Skip links


Remembering our Suffragette Sisters

First statue of a woman in Parliament Square unveiled Millicent Fawcett joins lineup of male figures to mark centenary of women’s suffrage in Britain.

 

This year marks the centenary since some women were granted the right to vote in 1918. Fawcett, a campaigner since her 20s, was 81 when from the public gallery of the House of Commons she finally saw women given the right to vote on the same terms as men in 1928. She died one year later.

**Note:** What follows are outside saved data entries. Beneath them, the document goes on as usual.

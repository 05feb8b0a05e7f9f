use rand::SeedableRng;
use rand_pcg::Pcg64;
use std::cmp::Ordering;

/// A macro to measure the evaluation time of an expression. Wraps an
/// expression, logs how long it took, and evaluates to the expression's value.
/// The default log level is `Debug`.
#[macro_export]
macro_rules! timed {
    ($label:expr, $ex:expr) => {
        $crate::timed!($label, log::Level::Debug, $ex)
    };
    ($label:expr, $log_level:expr, $ex:expr) => {{
        let now = std::time::Instant::now();
        let value = $ex;
        let elapsed = now.elapsed();
        log::log!($log_level, "{} took {} ms", $label, elapsed.as_millis());
        value
    }};
}

/// Golden-ratio mixing constant used to spread phase numbers across the full
/// 64-bit seed space.
const PHASE_MIX: u64 = 0x9E37_79B9_7F4A_7C15;

/// Derive the seed for a single generation phase. Every stochastic phase gets
/// its own stream, so the output of one phase never depends on how many
/// random values another phase consumed.
pub fn phase_seed(seed: u64, phase: u64) -> u64 {
    seed ^ phase.wrapping_mul(PHASE_MIX)
}

/// Build the RNG for a single generation phase. See [phase_seed].
pub fn phase_rng(seed: u64, phase: u64) -> Pcg64 {
    Pcg64::seed_from_u64(phase_seed(seed, phase))
}

/// Compare two `PartialOrd` values, treating incomparable values (`NaN`) as
/// equal. Heights and rainfall never go `NaN`, so this just gives us a total
/// order to sort with.
pub fn cmp_partial<T: PartialOrd>(a: &T, b: &T) -> Ordering {
    a.partial_cmp(b).unwrap_or(Ordering::Equal)
}

/// Fraction of `part` out of `total`, with an empty total counting as 0.
pub fn fraction(part: usize, total: usize) -> f64 {
    if total == 0 {
        0.0
    } else {
        part as f64 / total as f64
    }
}

// Serialize an ordered map as a list of entries instead of a map. Plate pairs
// can't be used as keys in JSON and similar formats, so we flatten the map
// into `[key, value]` pairs.
pub mod serde_map_as_vec {
    use serde::{
        ser::SerializeSeq, Deserialize, Deserializer, Serialize, Serializer,
    };
    use std::collections::BTreeMap;

    /// Serialize a map as a list of `(key, value)` tuples
    pub fn serialize<K, V, S>(
        map: &BTreeMap<K, V>,
        serializer: S,
    ) -> Result<S::Ok, S::Error>
    where
        K: Serialize,
        V: Serialize,
        S: Serializer,
    {
        let mut seq = serializer.serialize_seq(Some(map.len()))?;
        for entry in map {
            seq.serialize_element(&entry)?;
        }
        seq.end()
    }

    /// Deserialize a list of `(key, value)` tuples back into a map
    pub fn deserialize<'de, K, V, D>(
        deserializer: D,
    ) -> Result<BTreeMap<K, V>, D::Error>
    where
        K: Deserialize<'de> + Ord,
        V: Deserialize<'de>,
        D: Deserializer<'de>,
    {
        let vec: Vec<(K, V)> = Vec::deserialize(deserializer)?;
        Ok(vec.into_iter().collect())
    }
}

The Fawcett statue, created by Turner prize-winning artist Gillian Wearing, depicts the suffragist leader as a 50-year-old, the age at which she became president of the National Union of Women’s Suffrage Societies. She holds a banner that reads: “Courage Calls to Courage Everywhere”, an extract from a speech Fawcett made after the death of suffragette Emily Wilding Davison, who was killed after she fell under King George V’s horse at the 1913 Epsom Derby.

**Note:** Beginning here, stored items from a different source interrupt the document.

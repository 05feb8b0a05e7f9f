use crate::planet::adjacency::AdjacencyGraph;
use anyhow::{anyhow, bail};
use serde::{Deserialize, Serialize};
use std::collections::BTreeSet;

/// The partition of the planet's polygons into tectonic plates. Every polygon
/// belongs to exactly one plate, and every plate is a contiguous region.
#[derive(Clone, Debug, PartialEq, Serialize, Deserialize)]
pub struct PlateAssignment {
    /// Plate index for each polygon
    plate_index: Vec<usize>,
    /// Polygons in each plate, in the order they were claimed
    plates: Vec<Vec<usize>>,
    /// Plates that share at least one polygon edge with each plate. Always
    /// symmetric.
    adjacent_plates: Vec<BTreeSet<usize>>,
}

impl PlateAssignment {
    /// Assemble an assignment from the per-polygon plate index and the order
    /// polygons were claimed in. Plate adjacency is derived from every
    /// cross-plate polygon edge, so it's always complete and symmetric.
    pub(crate) fn new(
        plate_index: Vec<usize>,
        plates: Vec<Vec<usize>>,
        adjacency: &AdjacencyGraph,
    ) -> Self {
        let mut adjacent_plates = vec![BTreeSet::new(); plates.len()];
        for (polygon, &plate) in plate_index.iter().enumerate() {
            for &neighbor in adjacency.neighbors(polygon) {
                let other = plate_index[neighbor];
                if other != plate {
                    adjacent_plates[plate].insert(other);
                    adjacent_plates[other].insert(plate);
                }
            }
        }

        Self {
            plate_index,
            plates,
            adjacent_plates,
        }
    }

    /// Number of plates
    pub fn plate_count(&self) -> usize {
        self.plates.len()
    }

    /// Which plate a polygon belongs to
    pub fn plate_of(&self, polygon: usize) -> usize {
        self.plate_index[polygon]
    }

    /// Plate index for every polygon
    pub fn plate_index(&self) -> &[usize] {
        &self.plate_index
    }

    /// Every polygon in a plate
    pub fn plate(&self, plate: usize) -> &[usize] {
        &self.plates[plate]
    }

    pub fn plates(&self) -> &[Vec<usize>] {
        &self.plates
    }

    /// Every plate that borders the given plate
    pub fn adjacent_plates(&self, plate: usize) -> &BTreeSet<usize> {
        &self.adjacent_plates[plate]
    }

    /// Do these two plates share a border?
    pub fn are_adjacent(&self, a: usize, b: usize) -> bool {
        self.adjacent_plates[a].contains(&b)
    }

    /// Check that this is a proper partition of `polygon_count` polygons:
    /// every polygon in exactly one plate, both directions of the mapping in
    /// agreement, and no empty plates.
    pub fn validate(&self, polygon_count: usize) -> anyhow::Result<()> {
        if self.plate_index.len() != polygon_count {
            bail!(
                "plate index covers {} polygons, expected {}",
                self.plate_index.len(),
                polygon_count
            );
        }

        let mut seen = vec![false; polygon_count];
        for (plate, polygons) in self.plates.iter().enumerate() {
            if polygons.is_empty() {
                bail!("plate {} is empty", plate);
            }
            for &polygon in polygons {
                let slot = seen.get_mut(polygon).ok_or_else(|| {
                    anyhow!("plate {} holds unknown polygon {}", plate, polygon)
                })?;
                if *slot {
                    bail!("polygon {} is assigned more than once", polygon);
                }
                *slot = true;
                if self.plate_index[polygon] != plate {
                    bail!(
                        "polygon {} is listed in plate {} but indexed to {}",
                        polygon,
                        plate,
                        self.plate_index[polygon]
                    );
                }
            }
        }

        match seen.iter().position(|assigned| !assigned) {
            Some(polygon) => bail!("polygon {} is not assigned", polygon),
            None => Ok(()),
        }
    }
}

Regional President Linda Johnson visiting the wonderful statue of MIllicent Fawcett.

 

The Emmeline and Christabel Pankhurst Memorial is a memorial in London to Emmeline Pankhurst and her daughter Christabel, two of the foremost British suffragettes. It stands at the entrance to Victoria Tower Gardens, at the southwest corner of the Palace of Westminster. Its main feature is a bronze statue of Emmeline Pankhurst by Arthur George Walker, unveiled in 1930. In 1958 the statue was relocated to its current site and the bronze reliefs commemorating Christabel Pankhurst were added.
What an impressive statue – well worth a visit next time you’re in London.
The Pankhursts; one of many pictures surrounding the statue of Millicent Fawcett.